Creating, delivering and monetising content and digital media services are creating new demands on business models and operations. Together, the Forums will address these demands and work with their respective members to address real, bottom-line-affecting issues. The collaboration of these two organizations will ensure the solutions span the entire value chain. Over the longer term, the TM Forum and MEF will look at the bigger picture of lowering the cost of rolling out content and media services across mobile networks. The aim of this long-term view will be to stimulate the ability of different players to effectively trade together in an automated fashion and grow the overall market by enabling new joint market approaches.
SMS still king
A new report from Portio Research focused on mobile messaging suggests that SMS will continue to be the cash cow of mobile data revenues for some time to come. Traffic volumes and revenues continue to confound predictions and are expected to keep growing throughout the global economic downturn. Indeed the whole mobile messaging industry worth USD 130 billion in 2008 is predicted to be worth USD 224 billion by 2013, 60 per cent of non-voice service revenues. The report, Mobile Messaging Futures 2008 - 2013, ventures that there is nothing likely to stop continued growth of mobile messaging in the short term, driven by a cocktail of ubiquitous SMS, media rich MMS, enterprise based mobile email and youth conscious mobile IM.
SMS remains ‘king' because there is no cheap, easy to use alternative that will work with all phones and across all networks, it is loved the world over. Indeed in the US market, where SMS was a comparative slow starter, use per subscriber per month is now almost double the European average. In China average users send over 100 messages each month whereas the Filipinos continue to be the leading exponents with 755 messages each month.

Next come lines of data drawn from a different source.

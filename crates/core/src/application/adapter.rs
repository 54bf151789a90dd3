// Job Client Adapter - the four cluster operations and their error handling

use crate::domain::{
    ClassifiedError, Credentials, JobDescriptor, LauncherScheduler, Outcome, ServerEndpoint,
};
use crate::error::{AdapterError, Result};
use crate::port::{ApiResult, ClusterApi, CredentialStore, HttpFetch, Notifier};
use serde_json::{Map, Value};
use std::future::Future;
use std::sync::Arc;
use tracing::{debug, info, warn};

/// Adapter between callers and the cluster REST service.
///
/// Built once with the session captured at startup; every field is
/// read-only afterwards, so one adapter can serve concurrent calls.
pub struct JobClientAdapter {
    api: Arc<dyn ClusterApi>,
    http: Arc<dyn HttpFetch>,
    store: Arc<dyn CredentialStore>,
    notifier: Arc<dyn Notifier>,
    endpoint: ServerEndpoint,
    scheduler: LauncherScheduler,
    credentials: Option<Credentials>,
}

impl JobClientAdapter {
    pub fn new(
        api: Arc<dyn ClusterApi>,
        http: Arc<dyn HttpFetch>,
        store: Arc<dyn CredentialStore>,
        notifier: Arc<dyn Notifier>,
        endpoint: ServerEndpoint,
        scheduler: LauncherScheduler,
        credentials: Option<Credentials>,
    ) -> Self {
        Self {
            api,
            http,
            store,
            notifier,
            endpoint,
            scheduler,
            credentials,
        }
    }

    pub fn credentials(&self) -> Option<&Credentials> {
        self.credentials.as_ref()
    }

    /// Run `action` and normalize its failure.
    ///
    /// * `UnauthorizedUserError` - alert the user, clear the stored session,
    ///   return `Outcome::ReauthRequired`
    /// * `NoJobConfigError` - `AdapterError::NotFound`
    /// * anything else - `AdapterError::Generic`
    pub async fn guard<T, F, Fut>(&self, action: F) -> Result<Outcome<T>>
    where
        F: FnOnce() -> Fut,
        Fut: Future<Output = ApiResult<T>>,
    {
        let err = match action().await {
            Ok(value) => return Ok(Outcome::Completed(value)),
            Err(err) => err,
        };

        match err.classify() {
            ClassifiedError::Unauthorized(message) => {
                warn!(message = %message, "Session rejected by server, clearing credentials");
                self.notifier.alert(&message);
                if let Err(e) = self.store.clear() {
                    warn!(error = %e, "Failed to clear stored credentials");
                }
                Ok(Outcome::ReauthRequired)
            }
            ClassifiedError::NotFound(message) => Err(AdapterError::NotFound(message)),
            ClassifiedError::Generic(message) => Err(AdapterError::Generic(message)),
        }
    }

    /// Parse `job_text` as YAML and submit it
    pub async fn submit_job(&self, job_text: &str) -> Result<Outcome<Value>> {
        let job = JobDescriptor::from_yaml(job_text)?;
        info!(job_name = job.name().unwrap_or("<unnamed>"), "Submitting job");

        self.guard(|| self.api.create_job(&job)).await
    }

    /// Protocol `job_name` of `user_name` was submitted with
    pub async fn fetch_job_config(
        &self,
        user_name: &str,
        job_name: &str,
    ) -> Result<Outcome<JobDescriptor>> {
        debug!(user = user_name, job = job_name, "Fetching job config");

        self.guard(|| self.api.get_job_config(user_name, job_name)).await
    }

    /// Virtual clusters `user` may submit to; empty when the profile has none
    pub async fn list_user_virtual_clusters(&self, user: &str) -> Result<Outcome<Vec<String>>> {
        debug!(user, "Listing virtual clusters");

        let outcome = self.guard(|| self.api.get_user(user)).await?;
        Ok(outcome.map(|profile| virtual_clusters_of(&profile)))
    }

    /// SKU types available in `virtual_cluster`.
    ///
    /// Only the hived scheduler has SKU types; for any other scheduler the
    /// result is empty and no request is made.
    pub async fn list_hived_sku_types(
        &self,
        virtual_cluster: &str,
    ) -> Result<Outcome<Map<String, Value>>> {
        if !self.scheduler.is_hived() {
            debug!(scheduler = %self.scheduler, "Scheduler has no SKU types");
            return Ok(Outcome::Completed(Map::new()));
        }

        let url = self.endpoint.sku_types_url(virtual_cluster)?;
        let bearer = self.credentials.as_ref().map(|c| c.token.clone());
        debug!(url = %url, "Fetching SKU types");

        match self.guard(|| self.http.get_json(url, bearer)).await? {
            Outcome::Completed(Value::Object(skus)) => Ok(Outcome::Completed(skus)),
            Outcome::Completed(other) => Err(AdapterError::InvalidResponse(format!(
                "expected SKU type map, got {}",
                other
            ))),
            Outcome::ReauthRequired => Ok(Outcome::ReauthRequired),
        }
    }

    /// Forget the stored session
    pub fn logout(&self) -> Result<()> {
        info!("Clearing stored credentials");
        self.store.clear()?;
        Ok(())
    }
}

fn virtual_clusters_of(profile: &Value) -> Vec<String> {
    profile
        .get("virtualCluster")
        .and_then(Value::as_array)
        .map(|vcs| {
            vcs.iter()
                .filter_map(Value::as_str)
                .map(str::to_string)
                .collect()
        })
        .unwrap_or_default()
}
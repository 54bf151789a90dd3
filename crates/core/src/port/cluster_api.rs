// Cluster API Port (Interface)

use crate::domain::{ClassifiedError, JobDescriptor, RemoteError};
use async_trait::async_trait;
use thiserror::Error;

/// Failure reported by a cluster API call
#[derive(Debug, Error)]
pub enum ApiError {
    /// The server answered with an error payload
    #[error("{0}")]
    Remote(RemoteError),

    /// No usable response (connect failure, timeout, TLS)
    #[error("Transport error: {0}")]
    Transport(String),

    /// The server answered successfully with a body we could not read
    #[error("Decode error: {0}")]
    Decode(String),
}

impl ApiError {
    /// Classify at the boundary where the failure is received.
    ///
    /// Only server payloads carry a code; every other failure is generic.
    pub fn classify(&self) -> ClassifiedError {
        match self {
            ApiError::Remote(remote) => ClassifiedError::from(remote),
            other => ClassifiedError::Generic(other.to_string()),
        }
    }
}

impl From<RemoteError> for ApiError {
    fn from(err: RemoteError) -> Self {
        ApiError::Remote(err)
    }
}

pub type ApiResult<T> = std::result::Result<T, ApiError>;

/// REST operations the adapter needs from the cluster
#[cfg_attr(test, mockall::automock)]
#[async_trait]
pub trait ClusterApi: Send + Sync {
    /// Submit a new job
    async fn create_job(&self, job: &JobDescriptor) -> ApiResult<serde_json::Value>;

    /// Fetch the protocol a job was submitted with
    async fn get_job_config(&self, user: &str, job_name: &str) -> ApiResult<JobDescriptor>;

    /// Fetch a user profile
    async fn get_user(&self, user: &str) -> ApiResult<serde_json::Value>;
}
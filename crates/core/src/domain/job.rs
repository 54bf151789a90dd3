// Job Descriptor Domain Model

use serde::{Deserialize, Serialize};
use serde_yaml::Value;

/// A job protocol document parsed from its YAML text.
///
/// The adapter never validates the structure; it is handed to the cluster
/// API as-is.
#[derive(Debug, Clone, PartialEq, Serialize, Deserialize)]
#[serde(transparent)]
pub struct JobDescriptor(Value);

impl JobDescriptor {
    /// Parse a job protocol from YAML text
    pub fn from_yaml(text: &str) -> Result<Self, serde_yaml::Error> {
        serde_yaml::from_str(text).map(Self)
    }

    /// Serialize back to YAML text
    pub fn to_yaml(&self) -> Result<String, serde_yaml::Error> {
        serde_yaml::to_string(&self.0)
    }

    /// Top-level `name` field, if present
    pub fn name(&self) -> Option<&str> {
        self.0.get("name").and_then(Value::as_str)
    }

    pub fn as_value(&self) -> &Value {
        &self.0
    }
}

#[cfg(test)]
mod tests {
    use super::*;

    #[test]
    fn test_parse_minimal_document_is_structured() {
        let job = JobDescriptor::from_yaml("name: demo").unwrap();

        assert!(job.as_value().is_mapping());
        assert_eq!(job.name(), Some("demo"));
    }

    #[test]
    fn test_parse_nested_protocol() {
        let text = r#"
protocolVersion: 2
name: mnist
type: job
taskRoles:
  train:
    instances: 1
    commands:
      - python train.py
"#;
        let job = JobDescriptor::from_yaml(text).unwrap();

        assert_eq!(job.name(), Some("mnist"));
        let instances = job
            .as_value()
            .get("taskRoles")
            .and_then(|t| t.get("train"))
            .and_then(|t| t.get("instances"))
            .and_then(Value::as_u64);
        assert_eq!(instances, Some(1));
    }

    #[test]
    fn test_malformed_yaml_is_rejected() {
        let result = JobDescriptor::from_yaml("name: [unclosed");
        assert!(result.is_err());
    }

    #[test]
    fn test_name_absent_for_scalar_document() {
        let job = JobDescriptor::from_yaml("just a string").unwrap();
        assert_eq!(job.name(), None);
    }
}
//! PAI Job SDK - REST binding for the cluster API
//!
//! Implements the `ClusterApi` and `HttpFetch` ports of `paijob-core` on top
//! of `reqwest`.
//!
//! # Example
//!
//! ```no_run
//! use paijob_core::port::ClusterApi;
//! use paijob_core::{Credentials, JobDescriptor, ServerEndpoint};
//! use paijob_sdk::PaiRestClient;
//! use std::time::Duration;
//!
//! #[tokio::main]
//! async fn main() -> Result<(), Box<dyn std::error::Error>> {
//!     let endpoint = ServerEndpoint::resolve("http://10.0.0.1:9186", None)?;
//!     let client = PaiRestClient::new(
//!         endpoint,
//!         Some(Credentials::new("alice", "token")),
//!         Duration::from_secs(30),
//!     )?;
//!
//!     let job = JobDescriptor::from_yaml("protocolVersion: 2\nname: demo")?;
//!     let response = client.create_job(&job).await?;
//!     println!("Job submitted: {}", response);
//!
//!     Ok(())
//! }
//! ```

mod client;
mod error;
mod fetch;

pub use client::PaiRestClient;
pub use error::{Result, SdkError};
pub use fetch::ReqwestFetch;
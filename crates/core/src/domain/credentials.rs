// Session Credentials

use serde::{Deserialize, Serialize};
use std::fmt;

/// Username and bearer token of the signed-in user.
///
/// Captured once when the adapter is built and never refreshed in-process.
#[derive(Clone, PartialEq, Eq, Serialize, Deserialize)]
pub struct Credentials {
    pub user: String,
    pub token: String,
}

impl Credentials {
    pub fn new(user: impl Into<String>, token: impl Into<String>) -> Self {
        Self {
            user: user.into(),
            token: token.into(),
        }
    }
}

// Token stays out of logs
impl fmt::Debug for Credentials {
    fn fmt(&self, f: &mut fmt::Formatter<'_>) -> fmt::Result {
        f.debug_struct("Credentials")
            .field("user", &self.user)
            .field("token", &"<redacted>")
            .finish()
    }
}

#[cfg(test)]
mod tests {
    use super::*;

    #[test]
    fn test_debug_redacts_token() {
        let creds = Credentials::new("alice", "secret-token");
        let debug = format!("{:?}", creds);
        assert!(debug.contains("alice"));
        assert!(!debug.contains("secret-token"));
    }
}
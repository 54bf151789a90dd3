// Notifier Port - user-facing alerts

#[cfg_attr(test, mockall::automock)]
pub trait Notifier: Send + Sync {
    /// Show `message` to the user
    fn alert(&self, message: &str);
}
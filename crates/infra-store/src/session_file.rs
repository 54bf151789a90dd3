// Session File - persists the signed-in user and token as JSON

use chrono::{DateTime, Utc};
use directories::ProjectDirs;
use paijob_core::port::{CredentialStore, StoreError};
use paijob_core::Credentials;
use serde::{Deserialize, Serialize};
use std::fs;
use std::io::ErrorKind;
use std::path::{Path, PathBuf};
use tracing::debug;

const SESSION_FILE_NAME: &str = "session.json";

#[derive(Debug, Serialize, Deserialize)]
struct SessionRecord {
    user: String,
    token: String,
    saved_at: DateTime<Utc>,
}

/// `~/.config/paijob/session.json` (platform equivalent), if a home directory exists
pub fn default_session_path() -> Option<PathBuf> {
    ProjectDirs::from("", "", "paijob").map(|dirs| dirs.config_dir().join(SESSION_FILE_NAME))
}

/// CredentialStore backed by a JSON file
pub struct FileCredentialStore {
    path: PathBuf,
}

impl FileCredentialStore {
    pub fn new(path: impl Into<PathBuf>) -> Self {
        Self { path: path.into() }
    }

    pub fn path(&self) -> &Path {
        &self.path
    }

    fn temp_path(&self) -> PathBuf {
        let mut name = self.path.file_name().unwrap_or_default().to_os_string();
        name.push(".tmp");
        self.path.with_file_name(name)
    }
}

impl CredentialStore for FileCredentialStore {
    fn load(&self) -> Result<Option<Credentials>, StoreError> {
        let data = match fs::read_to_string(&self.path) {
            Ok(data) => data,
            Err(e) if e.kind() == ErrorKind::NotFound => {
                debug!(path = %self.path.display(), "No stored session");
                return Ok(None);
            }
            Err(e) => return Err(e.into()),
        };

        let record: SessionRecord =
            serde_json::from_str(&data).map_err(|e| StoreError::Corrupt(e.to_string()))?;
        debug!(user = %record.user, saved_at = %record.saved_at, "Loaded stored session");

        Ok(Some(Credentials::new(record.user, record.token)))
    }

    fn save(&self, credentials: &Credentials) -> Result<(), StoreError> {
        if let Some(parent) = self.path.parent() {
            fs::create_dir_all(parent)?;
        }

        let record = SessionRecord {
            user: credentials.user.clone(),
            token: credentials.token.clone(),
            saved_at: Utc::now(),
        };
        let data =
            serde_json::to_vec_pretty(&record).map_err(|e| StoreError::Corrupt(e.to_string()))?;

        // Write-then-rename so readers never see a partial file
        let tmp = self.temp_path();
        fs::write(&tmp, data)?;
        fs::rename(&tmp, &self.path)?;

        debug!(path = %self.path.display(), user = %credentials.user, "Saved session");
        Ok(())
    }

    fn clear(&self) -> Result<(), StoreError> {
        match fs::remove_file(&self.path) {
            Ok(()) => {
                debug!(path = %self.path.display(), "Cleared session");
                Ok(())
            }
            Err(e) if e.kind() == ErrorKind::NotFound => Ok(()),
            Err(e) => Err(e.into()),
        }
    }
}
// Shared fixtures: fake REST server and recording collaborators

#![allow(dead_code)]

use axum::body::Body;
use axum::extract::State;
use axum::http::{header, HeaderMap, HeaderName, Method, StatusCode, Uri};
use axum::response::Response;
use axum::Router;
use paijob_core::port::{CredentialStore, Notifier};
use paijob_core::{Credentials, JobClientAdapter, LauncherScheduler, ServerEndpoint};
use paijob_infra_store::FileCredentialStore;
use paijob_sdk::{PaiRestClient, ReqwestFetch};
use std::collections::HashMap;
use std::sync::{Arc, Mutex};
use std::time::Duration;

pub const TOKEN: &str = "t0k3n";

/// A request as the server saw it
#[derive(Debug, Clone)]
pub struct Recorded {
    pub method: Method,
    pub path_and_query: String,
    pub authorization: Option<String>,
    pub content_type: Option<String>,
    pub body: String,
}

#[derive(Clone)]
struct Canned {
    status: StatusCode,
    content_type: &'static str,
    body: String,
}

#[derive(Default)]
struct FakeState {
    routes: Mutex<HashMap<String, Canned>>,
    requests: Mutex<Vec<Recorded>>,
}

/// In-process HTTP server answering canned responses by path
pub struct FakeServer {
    pub base_url: String,
    state: Arc<FakeState>,
}

impl FakeServer {
    pub async fn start() -> Self {
        let state = Arc::new(FakeState::default());
        let router = Router::new().fallback(handle).with_state(state.clone());

        let listener = tokio::net::TcpListener::bind("127.0.0.1:0").await.unwrap();
        let addr = listener.local_addr().unwrap();
        tokio::spawn(async move {
            axum::serve(listener, router).await.unwrap();
        });

        Self {
            base_url: format!("http://{}", addr),
            state,
        }
    }

    pub fn respond_json(&self, path: &str, status: u16, body: serde_json::Value) {
        self.respond(path, status, "application/json", body.to_string());
    }

    pub fn respond(
        &self,
        path: &str,
        status: u16,
        content_type: &'static str,
        body: impl Into<String>,
    ) {
        self.state.routes.lock().unwrap().insert(
            path.to_string(),
            Canned {
                status: StatusCode::from_u16(status).unwrap(),
                content_type,
                body: body.into(),
            },
        );
    }

    pub fn error(&self, path: &str, status: u16, code: &str, message: &str) {
        self.respond_json(
            path,
            status,
            serde_json::json!({ "code": code, "message": message }),
        );
    }

    pub fn requests(&self) -> Vec<Recorded> {
        self.state.requests.lock().unwrap().clone()
    }
}

fn header_str(headers: &HeaderMap, name: HeaderName) -> Option<String> {
    headers
        .get(name)
        .and_then(|v| v.to_str().ok())
        .map(str::to_string)
}

async fn handle(
    State(state): State<Arc<FakeState>>,
    method: Method,
    uri: Uri,
    headers: HeaderMap,
    body: String,
) -> Response {
    state.requests.lock().unwrap().push(Recorded {
        method,
        path_and_query: uri
            .path_and_query()
            .map(|pq| pq.as_str().to_string())
            .unwrap_or_default(),
        authorization: header_str(&headers, header::AUTHORIZATION),
        content_type: header_str(&headers, header::CONTENT_TYPE),
        body,
    });

    let canned = state
        .routes
        .lock()
        .unwrap()
        .get(uri.path())
        .cloned()
        .unwrap_or(Canned {
            status: StatusCode::NOT_FOUND,
            content_type: "text/plain",
            body: "no route".to_string(),
        });

    Response::builder()
        .status(canned.status)
        .header(header::CONTENT_TYPE, canned.content_type)
        .body(Body::from(canned.body))
        .unwrap()
}

/// Notifier that remembers every alert
#[derive(Default)]
pub struct RecordingNotifier {
    alerts: Mutex<Vec<String>>,
}

impl RecordingNotifier {
    pub fn alerts(&self) -> Vec<String> {
        self.alerts.lock().unwrap().clone()
    }
}

impl Notifier for RecordingNotifier {
    fn alert(&self, message: &str) {
        self.alerts.lock().unwrap().push(message.to_string());
    }
}

/// Everything a test needs to drive and inspect one adapter
pub struct Harness {
    pub adapter: JobClientAdapter,
    pub store: Arc<FileCredentialStore>,
    pub notifier: Arc<RecordingNotifier>,
    _session_dir: tempfile::TempDir,
}

/// Adapter wired the way the CLI wires it, with a signed-in session on disk
pub fn harness(base_url: &str, scheduler: &str) -> Harness {
    let session_dir = tempfile::tempdir().unwrap();
    let store = Arc::new(FileCredentialStore::new(
        session_dir.path().join("session.json"),
    ));
    store.save(&Credentials::new("alice", TOKEN)).unwrap();
    let notifier = Arc::new(RecordingNotifier::default());

    let credentials = store.load().unwrap();
    let endpoint = ServerEndpoint::resolve(base_url, None).unwrap();
    let timeout = Duration::from_secs(5);
    let api = PaiRestClient::new(endpoint.clone(), credentials.clone(), timeout).unwrap();
    let http = ReqwestFetch::new(timeout).unwrap();

    let adapter = JobClientAdapter::new(
        Arc::new(api),
        Arc::new(http),
        store.clone(),
        notifier.clone(),
        endpoint,
        LauncherScheduler::from(scheduler),
        credentials,
    );

    Harness {
        adapter,
        store,
        notifier,
        _session_dir: session_dir,
    }
}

Portio also predict a bright future for mobile email even though Japan is the only market where consumer mobile email has surpassed the use of SMS. Email is still the most popular form of business communication and the report suggests that mobile email users worldwide will quadruple from approximately a quarter of a billion users in 2008 to over a billion users by the end of 2013.
The rising star in the mobile messaging constellation is mobile instant messaging (MIM), which is still beset by the technical problems of interoperability. Portio however predict exponential growth in mobile IM users, surging from a worldwide total of 111 million users in 2008 to hit a massive 867 million users by the close of 2013. This massive growth in users will be accompanied by an equally impressive 5-fold increase in revenues from approximately USD 2.5 billion in 2008 to approximately USD 12.4 billion in 2013.